Records provided.
----

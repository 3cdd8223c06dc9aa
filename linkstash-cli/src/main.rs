use std::process;

use clap::error::ErrorKind;
use linkstash_cli::cli_builder::CliBuilder;
use linkstash_cli::error::{handle_cli_result, CliError, CliResult};
use linkstash_cli::exit_codes::{EXIT_ERROR, EXIT_SUCCESS, EXIT_WARNING};
use linkstash_cli::query::QueryConverter;
use linkstash_endpoints::EndpointCatalog;

/// Install the tracing subscriber, filtered by the `LINKSTASH_LOG`
/// environment variable, writing to stderr so command output stays clean on
/// stdout.
fn init_logging() {
    let filter = tracing_subscriber::EnvFilter::try_from_env("LINKSTASH_LOG")
        .unwrap_or_else(|_| tracing_subscriber::EnvFilter::new("warn"));
    tracing_subscriber::fmt()
        .with_env_filter(filter)
        .with_writer(std::io::stderr)
        .init();
}

fn main() {
    init_logging();

    let catalog = EndpointCatalog::builtin();
    let builder = CliBuilder::new(&catalog);

    // Generation failures abort startup: a malformed catalog entry is a data
    // bug, reported with the offending registration.
    let cli = match builder.build_cli() {
        Ok(cli) => cli,
        Err(e) => {
            eprintln!("Failed to build command-line interface: {e}");
            process::exit(EXIT_ERROR);
        }
    };

    let matches = match cli.try_get_matches() {
        Ok(matches) => matches,
        Err(e) => match e.kind() {
            ErrorKind::DisplayHelp => {
                print!("{e}");
                process::exit(EXIT_SUCCESS);
            }
            ErrorKind::DisplayHelpOnMissingArgumentOrSubcommand => {
                eprint!("{e}");
                process::exit(EXIT_WARNING);
            }
            _ => {
                eprintln!("{e}");
                process::exit(EXIT_ERROR);
            }
        },
    };

    let exit_code = handle_cli_result(run(&catalog, &matches));
    process::exit(exit_code);
}

/// Dispatch the matched subcommand: compose the API request and hand it off.
/// The transport layer is external; the composed request is printed as JSON.
fn run(catalog: &EndpointCatalog, matches: &clap::ArgMatches) -> CliResult<()> {
    let Some((name, sub_matches)) = matches.subcommand() else {
        // arg_required_else_help guarantees a subcommand is present
        return Ok(());
    };

    let endpoint = catalog
        .get(name)
        .ok_or_else(|| CliError::new(format!("unknown endpoint command '{name}'"), EXIT_ERROR))?;

    tracing::debug!(endpoint = name, "composing request");
    let request = QueryConverter::matches_to_request(endpoint, sub_matches)?;

    let rendered = serde_json::to_string_pretty(&request)
        .map_err(|e| CliError::new(format!("failed to render request: {e}"), EXIT_ERROR))?;
    println!("{rendered}");

    Ok(())
}
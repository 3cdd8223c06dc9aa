//! Endpoint metadata model for the linkstash CLI
//!
//! `linkstash-endpoints` is a schema-only crate: it owns the declarative
//! description of a bookmarking service's REST surface (paths, methods,
//! per-parameter specs) and the built-in catalog of known endpoints.
//! It knows nothing about argument parsing or HTTP — consumers compile the
//! catalog into whatever interface they need.
//!
//! # Architecture
//!
//! - **Schema-only**: owns endpoint and parameter descriptions, not behavior
//! - **Order-preserving**: parameter maps and the catalog itself iterate in
//!   insertion order, which downstream consumers rely on
//! - **Open records**: a [`ParamSpec`] carries an options bag for annotation
//!   keys beyond the structural ones, forwarded verbatim to consumers

pub mod catalog;
pub mod endpoint;
pub mod spec;

pub use endpoint::{Endpoint, EndpointCatalog, Method};
pub use spec::{Cardinality, ParamSpec, ValueType};
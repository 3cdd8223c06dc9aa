//! Per-parameter configuration records
//!
//! A [`ParamSpec`] describes one command-line parameter: its help text, the
//! coercion applied to raw input, the literal values it accepts, and how many
//! value tokens it consumes. Structural keys are typed fields; anything else
//! lands in the open options bag and is forwarded verbatim to the consumer's
//! registration call.

use indexmap::IndexMap;
use serde::de::{Deserializer, Error as DeError};
use serde::ser::Serializer;
use serde::{Deserialize, Serialize};
use serde_json::Value;
use std::fmt;

/// Value coercion applied to a parameter's raw textual input.
#[derive(Debug, Clone, Copy, PartialEq, Eq, Serialize, Deserialize)]
#[serde(rename_all = "lowercase")]
pub enum ValueType {
    /// Raw text, no coercion.
    String,
    /// Signed 64-bit integer.
    Integer,
    /// Presence flag; consumes no value token.
    Boolean,
}

impl fmt::Display for ValueType {
    fn fmt(&self, f: &mut fmt::Formatter<'_>) -> fmt::Result {
        match self {
            ValueType::String => write!(f, "string"),
            ValueType::Integer => write!(f, "integer"),
            ValueType::Boolean => write!(f, "boolean"),
        }
    }
}

/// How many value tokens a parameter consumes.
///
/// Absent cardinality means exactly one token. The serialized form follows
/// the conventional nargs vocabulary: `"*"`, `"+"`, or a fixed count.
#[derive(Debug, Clone, Copy, PartialEq, Eq)]
pub enum Cardinality {
    /// Zero or more tokens (`"*"`).
    ZeroOrMore,
    /// One or more tokens (`"+"`).
    OneOrMore,
    /// A fixed number of tokens.
    Exactly(usize),
}

impl Serialize for Cardinality {
    fn serialize<S>(&self, serializer: S) -> Result<S::Ok, S::Error>
    where
        S: Serializer,
    {
        match self {
            Cardinality::ZeroOrMore => serializer.serialize_str("*"),
            Cardinality::OneOrMore => serializer.serialize_str("+"),
            Cardinality::Exactly(count) => serializer.serialize_u64(*count as u64),
        }
    }
}

impl<'de> Deserialize<'de> for Cardinality {
    fn deserialize<D>(deserializer: D) -> Result<Self, D::Error>
    where
        D: Deserializer<'de>,
    {
        #[derive(Deserialize)]
        #[serde(untagged)]
        enum Raw {
            Count(usize),
            Tag(String),
        }

        match Raw::deserialize(deserializer)? {
            Raw::Count(count) => Ok(Cardinality::Exactly(count)),
            Raw::Tag(tag) => match tag.as_str() {
                "*" => Ok(Cardinality::ZeroOrMore),
                "+" => Ok(Cardinality::OneOrMore),
                other => Err(D::Error::custom(format!(
                    "unknown cardinality '{other}', expected '*', '+', or a count"
                ))),
            },
        }
    }
}

/// Declarative configuration for one command-line parameter.
///
/// All fields are optional. Consumers decide positional vs. named placement;
/// the spec itself only carries validation and help annotations.
#[derive(Debug, Clone, Default, PartialEq, Serialize, Deserialize)]
pub struct ParamSpec {
    /// Per-flag help text.
    #[serde(default, skip_serializing_if = "Option::is_none")]
    pub help: Option<String>,

    /// Coercion applied to raw input; absent means raw text.
    #[serde(rename = "type", default, skip_serializing_if = "Option::is_none")]
    pub value_type: Option<ValueType>,

    /// Allowed literal values, in display order.
    #[serde(default, skip_serializing_if = "Option::is_none")]
    pub choices: Option<Vec<String>>,

    /// Number of value tokens consumed; absent means exactly one.
    #[serde(rename = "nargs", default, skip_serializing_if = "Option::is_none")]
    pub cardinality: Option<Cardinality>,

    /// Open options bag: further annotation keys, forwarded verbatim.
    #[serde(flatten)]
    pub extra: IndexMap<String, Value>,
}

impl ParamSpec {
    /// Create an empty spec.
    pub fn new() -> Self {
        Self::default()
    }

    /// Set the help text.
    pub fn with_help(mut self, help: impl Into<String>) -> Self {
        self.help = Some(help.into());
        self
    }

    /// Set the value coercion.
    pub fn with_type(mut self, value_type: ValueType) -> Self {
        self.value_type = Some(value_type);
        self
    }

    /// Set the allowed literal values.
    pub fn with_choices<I, S>(mut self, choices: I) -> Self
    where
        I: IntoIterator<Item = S>,
        S: Into<String>,
    {
        self.choices = Some(choices.into_iter().map(Into::into).collect());
        self
    }

    /// Set the cardinality.
    pub fn with_cardinality(mut self, cardinality: Cardinality) -> Self {
        self.cardinality = Some(cardinality);
        self
    }

    /// Attach a non-structural annotation key.
    pub fn with_extra(mut self, key: impl Into<String>, value: Value) -> Self {
        self.extra.insert(key.into(), value);
        self
    }
}

#[cfg(test)]
mod tests {
    use super::*;
    use serde_json::json;

    #[test]
    fn cardinality_deserializes_conventional_forms() {
        let spec: ParamSpec = serde_json::from_value(json!({"nargs": "+"})).unwrap();
        assert_eq!(spec.cardinality, Some(Cardinality::OneOrMore));

        let spec: ParamSpec = serde_json::from_value(json!({"nargs": "*"})).unwrap();
        assert_eq!(spec.cardinality, Some(Cardinality::ZeroOrMore));

        let spec: ParamSpec = serde_json::from_value(json!({"nargs": 3})).unwrap();
        assert_eq!(spec.cardinality, Some(Cardinality::Exactly(3)));
    }

    #[test]
    fn cardinality_rejects_unknown_tag() {
        let result: Result<Cardinality, _> = serde_json::from_value(json!("?!"));
        assert!(result.is_err());
    }

    #[test]
    fn structural_keys_deserialize_into_typed_fields() {
        let spec: ParamSpec = serde_json::from_value(json!({
            "help": "First param",
            "type": "integer",
            "choices": ["a", "b", "c"],
        }))
        .unwrap();

        assert_eq!(spec.help.as_deref(), Some("First param"));
        assert_eq!(spec.value_type, Some(ValueType::Integer));
        assert_eq!(
            spec.choices,
            Some(vec!["a".to_string(), "b".to_string(), "c".to_string()])
        );
        assert!(spec.extra.is_empty());
    }

    #[test]
    fn unrecognized_keys_land_in_the_options_bag() {
        let spec: ParamSpec = serde_json::from_value(json!({
            "help": "A param",
            "default": "all",
            "value-name": "COUNT",
        }))
        .unwrap();

        assert_eq!(spec.extra.get("default"), Some(&json!("all")));
        assert_eq!(spec.extra.get("value-name"), Some(&json!("COUNT")));
        assert_eq!(spec.extra.len(), 2);
    }

    #[test]
    fn builder_methods_compose() {
        let spec = ParamSpec::new()
            .with_help("Second param")
            .with_choices(["a", "b", "c"])
            .with_cardinality(Cardinality::OneOrMore);

        assert_eq!(spec.help.as_deref(), Some("Second param"));
        assert_eq!(spec.cardinality, Some(Cardinality::OneOrMore));
        assert!(spec.value_type.is_none());
    }
}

----

What you will do. Work out how many lines in the entries hold the string "QueryConverter". Your answer should consist solely of that number.

Exercise output. 2